→ **WHAT THE TASK REQUIRES**:
Examine each line of the data. Copy the line if it includes the word "they".

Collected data
§ §
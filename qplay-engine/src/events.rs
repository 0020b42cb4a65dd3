//! Lifecycle events emitted by playlists and players
//!
//! All components of one session share a single [`SessionBus`]. Events carry
//! an [`EntrySnapshot`] rather than the live entry so they can be serialized
//! and outlive the entry they describe.

use crate::entry::{Entry, EntrySnapshot};
use crate::error::ErrorCause;
use chrono::{DateTime, Utc};
use qplay_common::events::{BusEvent, EventBus};
use serde::{Deserialize, Serialize};
use uuid::Uuid;

/// Event bus type shared by a session's playlists and player
pub type SessionBus = EventBus<PlayerEvent>;

/// Discriminant of [`PlayerEvent`], used to register handlers
#[derive(Debug, Clone, Copy, PartialEq, Eq, Hash, Serialize, Deserialize)]
#[serde(rename_all = "kebab-case")]
pub enum EventKind {
    EntryAdded,
    Play,
    Pause,
    Resume,
    Stop,
    FinishedPlaying,
    Error,
}

impl EventKind {
    /// External event name
    pub fn as_str(&self) -> &'static str {
        match self {
            EventKind::EntryAdded => "entry-added",
            EventKind::Play => "play",
            EventKind::Pause => "pause",
            EventKind::Resume => "resume",
            EventKind::Stop => "stop",
            EventKind::FinishedPlaying => "finished-playing",
            EventKind::Error => "error",
        }
    }
}

impl std::fmt::Display for EventKind {
    fn fmt(&self, f: &mut std::fmt::Formatter<'_>) -> std::fmt::Result {
        f.write_str(self.as_str())
    }
}

/// Engine lifecycle event
#[derive(Debug, Clone, Serialize, Deserialize)]
#[serde(tag = "type", rename_all = "kebab-case")]
pub enum PlayerEvent {
    /// Entry was queued
    ///
    /// `position` is the 1-based queue position after insertion.
    EntryAdded {
        playlist: String,
        entry: EntrySnapshot,
        position: usize,
        timestamp: DateTime<Utc>,
    },

    /// Entry started playing on the voice sink
    Play {
        entry: EntrySnapshot,
        timestamp: DateTime<Utc>,
    },

    /// Playback paused
    Pause {
        entry: EntrySnapshot,
        timestamp: DateTime<Utc>,
    },

    /// Playback resumed
    Resume {
        entry: EntrySnapshot,
        timestamp: DateTime<Utc>,
    },

    /// Playlist exhausted (or player torn down); player is idle
    Stop { timestamp: DateTime<Utc> },

    /// Entry finished (naturally or skipped after it started)
    FinishedPlaying {
        entry: EntrySnapshot,
        timestamp: DateTime<Utc>,
    },

    /// A failure aborted preparation or playback
    Error {
        entry: Option<EntrySnapshot>,
        cause: ErrorCause,
        timestamp: DateTime<Utc>,
    },
}

impl PlayerEvent {
    pub(crate) fn entry_added(playlist: &str, entry: &Entry, position: usize) -> Self {
        PlayerEvent::EntryAdded {
            playlist: playlist.to_string(),
            entry: entry.snapshot(),
            position,
            timestamp: qplay_common::time::now(),
        }
    }

    pub(crate) fn play(entry: &Entry) -> Self {
        PlayerEvent::Play {
            entry: entry.snapshot(),
            timestamp: qplay_common::time::now(),
        }
    }

    pub(crate) fn pause(entry: &Entry) -> Self {
        PlayerEvent::Pause {
            entry: entry.snapshot(),
            timestamp: qplay_common::time::now(),
        }
    }

    pub(crate) fn resume(entry: &Entry) -> Self {
        PlayerEvent::Resume {
            entry: entry.snapshot(),
            timestamp: qplay_common::time::now(),
        }
    }

    pub(crate) fn stop() -> Self {
        PlayerEvent::Stop {
            timestamp: qplay_common::time::now(),
        }
    }

    pub(crate) fn finished(entry: &Entry) -> Self {
        PlayerEvent::FinishedPlaying {
            entry: entry.snapshot(),
            timestamp: qplay_common::time::now(),
        }
    }

    pub(crate) fn error(entry: Option<&Entry>, cause: ErrorCause) -> Self {
        PlayerEvent::Error {
            entry: entry.map(Entry::snapshot),
            cause,
            timestamp: qplay_common::time::now(),
        }
    }

    /// Entry the event concerns, if any
    pub fn entry(&self) -> Option<&EntrySnapshot> {
        match self {
            PlayerEvent::EntryAdded { entry, .. }
            | PlayerEvent::Play { entry, .. }
            | PlayerEvent::Pause { entry, .. }
            | PlayerEvent::Resume { entry, .. }
            | PlayerEvent::FinishedPlaying { entry, .. } => Some(entry),
            PlayerEvent::Error { entry, .. } => entry.as_ref(),
            PlayerEvent::Stop { .. } => None,
        }
    }

    /// Id of the entry the event concerns, if any
    pub fn entry_id(&self) -> Option<Uuid> {
        self.entry().map(|e| e.id)
    }
}

impl BusEvent for PlayerEvent {
    type Kind = EventKind;

    fn kind(&self) -> EventKind {
        match self {
            PlayerEvent::EntryAdded { .. } => EventKind::EntryAdded,
            PlayerEvent::Play { .. } => EventKind::Play,
            PlayerEvent::Pause { .. } => EventKind::Pause,
            PlayerEvent::Resume { .. } => EventKind::Resume,
            PlayerEvent::Stop { .. } => EventKind::Stop,
            PlayerEvent::FinishedPlaying { .. } => EventKind::FinishedPlaying,
            PlayerEvent::Error { .. } => EventKind::Error,
        }
    }
}
//! Test helper modules for qplay-engine integration tests
//!
//! Provides reusable test infrastructure components:
//! - MockResolver: scripted per-source outcomes, gated downloads, counters
//! - MockSink: records sink calls, fires completion from a foreign thread
//! - Harness: a session wired to both mocks plus event-wait helpers

#![allow(dead_code)]

pub mod harness;
pub mod mock_resolver;
pub mod mock_sink;

pub use harness::{eventually, test_config, Harness, EVENT_TIMEOUT};
pub use mock_resolver::{MockResolver, Script};
pub use mock_sink::{MockSink, SinkCall};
§ §
→ **RESULT FOR THIS TASK**:
//! an [`EntrySnapshot`] rather than the live entry so they can be serialized
//! and outlive the entry they describe.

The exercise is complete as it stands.